Il 26 novembre il referto di esami a cui era stato sottoposto Latif certificò una concentrazione nel sangue di creatinfosfochinasi (CPK) di 7.151 unità per litro. L’intervallo previsto per questo valore oscilla molto a seconda del tipo di esame, ma è normalmente compreso tra 20 e 300. Nel referto degli esami svolti all’ospedale Grassi il livello di CPK era di 243. La creatinfosfochinasi è un enzima coinvolto nell’attività muscolare e i suoi livelli aumentano nel caso di danni ai muscoli che possono riguardare anche il cuore, per esempio in caso di infarto.

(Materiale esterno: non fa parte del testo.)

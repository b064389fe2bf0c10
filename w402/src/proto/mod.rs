//! Wire format of x402 challenges and payment payloads.
//!
//! Both protocol versions are supported:
//!
//! - **V1** ([`v1`]): network names, challenge in the body, proof in `X-PAYMENT`
//! - **V2** ([`v2`]): CAIP-2 chain IDs, challenge in the `PAYMENT-REQUIRED`
//!   header, proof in `PAYMENT-SIGNATURE`
//!
//! [`PaymentRequired`] wraps either version and detects which one it is from
//! the `x402Version` field.

use serde_json::Value;

use crate::chain::ChainId;
use crate::encoding::Base64Bytes;
use crate::scheme::PaymentOption;

mod error;
pub mod v1;
pub mod v2;
mod version;

pub use error::ProtocolError;
pub use version::Version;

/// Header carrying a V1 payment proof (client to server).
pub const X_PAYMENT_HEADER: &str = "X-PAYMENT";

/// Header carrying a V2 payment proof (client to server).
pub const PAYMENT_SIGNATURE_HEADER: &str = "PAYMENT-SIGNATURE";

/// Header carrying a V2 challenge (server to client).
pub const PAYMENT_REQUIRED_HEADER: &str = "PAYMENT-REQUIRED";

/// A parsed 402 challenge, in either protocol version.
#[derive(Debug, Clone)]
pub enum PaymentRequired {
    /// Protocol version 1 challenge.
    V1(v1::PaymentRequired),
    /// Protocol version 2 challenge.
    V2(v2::PaymentRequired),
}

/// Extracts the `x402Version` from a JSON challenge.
///
/// # Errors
///
/// Returns [`ProtocolError::MissingVersion`] when the field is absent and
/// [`ProtocolError::InvalidVersion`] when it is anything but 1 or 2.
pub fn detect_version(data: &Value) -> Result<u8, ProtocolError> {
    let version = data
        .get("x402Version")
        .ok_or(ProtocolError::MissingVersion)?;
    match version.as_u64() {
        Some(1) => Ok(1),
        Some(2) => Ok(2),
        _ => Err(ProtocolError::InvalidVersion(version.to_string())),
    }
}

impl PaymentRequired {
    /// Parses a challenge from a JSON value, auto-detecting its version.
    ///
    /// # Errors
    ///
    /// Returns [`ProtocolError`] if the version is missing or unsupported, or
    /// if the value does not match the wire format of that version.
    pub fn from_json(data: Value) -> Result<Self, ProtocolError> {
        match detect_version(&data)? {
            1 => Ok(Self::V1(serde_json::from_value(data)?)),
            _ => Ok(Self::V2(serde_json::from_value(data)?)),
        }
    }

    /// Parses a challenge from raw JSON bytes, such as a 402 response body.
    ///
    /// # Errors
    ///
    /// Returns [`ProtocolError`] on parse failure.
    pub fn from_slice(bytes: &[u8]) -> Result<Self, ProtocolError> {
        let data: Value = serde_json::from_slice(bytes)?;
        Self::from_json(data)
    }

    /// Parses a challenge from a base64-encoded `PAYMENT-REQUIRED` header value.
    ///
    /// # Errors
    ///
    /// Returns [`ProtocolError`] on base64 or JSON failure.
    pub fn from_header(value: &[u8]) -> Result<Self, ProtocolError> {
        let bytes = Base64Bytes::from(value).decode()?;
        Self::from_slice(&bytes)
    }

    /// Returns the protocol version of this challenge.
    #[must_use]
    pub const fn version(&self) -> u8 {
        match self {
            Self::V1(_) => v1::X402Version1::VALUE,
            Self::V2(_) => v2::X402Version2::VALUE,
        }
    }

    /// Returns the server-supplied error message, if any.
    #[must_use]
    pub fn error(&self) -> Option<&str> {
        match self {
            Self::V1(p) => p.error.as_deref(),
            Self::V2(p) => p.error.as_deref(),
        }
    }

    /// Returns the name of the header a proof for this challenge travels in.
    #[must_use]
    pub const fn proof_header(&self) -> &'static str {
        match self {
            Self::V1(_) => X_PAYMENT_HEADER,
            Self::V2(_) => PAYMENT_SIGNATURE_HEADER,
        }
    }

    /// Normalizes every offered option, in challenge order.
    #[must_use]
    pub fn options(&self) -> Vec<PaymentOption> {
        match self {
            Self::V1(p) => p
                .accepts
                .iter()
                .enumerate()
                .map(|(index, r)| PaymentOption {
                    index,
                    version: v1::X402Version1::VALUE,
                    scheme: r.scheme.clone(),
                    network: r.network.clone(),
                    chain_id: ChainId::resolve(&r.network),
                    asset: r.asset.clone(),
                    amount: r.max_amount_required.clone(),
                    pay_to: r.pay_to.clone(),
                    max_timeout_seconds: r.max_timeout_seconds,
                    extra: r.extra.clone().filter(|v| !v.is_null()),
                })
                .collect(),
            Self::V2(p) => p
                .accepts
                .iter()
                .enumerate()
                .map(|(index, r)| PaymentOption {
                    index,
                    version: v2::X402Version2::VALUE,
                    scheme: r.scheme.clone(),
                    network: r.network.clone(),
                    chain_id: ChainId::resolve(&r.network),
                    asset: r.asset.clone(),
                    amount: r.amount.clone(),
                    pay_to: r.pay_to.clone(),
                    max_timeout_seconds: r.max_timeout_seconds,
                    extra: r.extra().cloned(),
                })
                .collect(),
        }
    }

    /// Lists the offered options as `scheme@network` strings.
    #[must_use]
    pub fn offered(&self) -> Vec<String> {
        self.options()
            .iter()
            .map(|o| format!("{}@{}", o.scheme, o.network))
            .collect()
    }
}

Quel valore alterato avrebbe dovuto allarmare il reparto e forse indurre i medici a fare ulteriori esami, come un elettrocardiogramma, che però non ci furono. Nella cartella clinica venne scritto: «Paziente assolutamente non collaborante, tenta di colpire gli operatori, impossibile eseguire ECG». Secondo l’avvocato Romeo è strano che non si sia riusciti a fare l’elettrocardiogramma a un paziente costantemente legato al letto, tuttavia nel pomeriggio del 26 novembre venne nuovamente annotato nella cartella clinica: «Impossibile eseguire ECG per mancanza di collaborazione del paziente, aggressivo fisicamente».

In un’intervista a Repubblica Rania Latif, sorella di Wissem Latif, ha spiegato che suo fratello era diretto in Francia, dove avrebbe potuto lavorare assieme a uno zio: «Mio fratello era in buona salute, in piena capacità mentale. La prova è che Wissem, quando è arrivato al confine con l’Italia, è stato portato su una nave quarantena e non in un ospedale. Poi ha fatto delle foto quando era in prigione, al CPR, e c’è un video in cui parla del posto brutto in cui si trovava e chiedeva aiuto. Lui stava bene, protestava».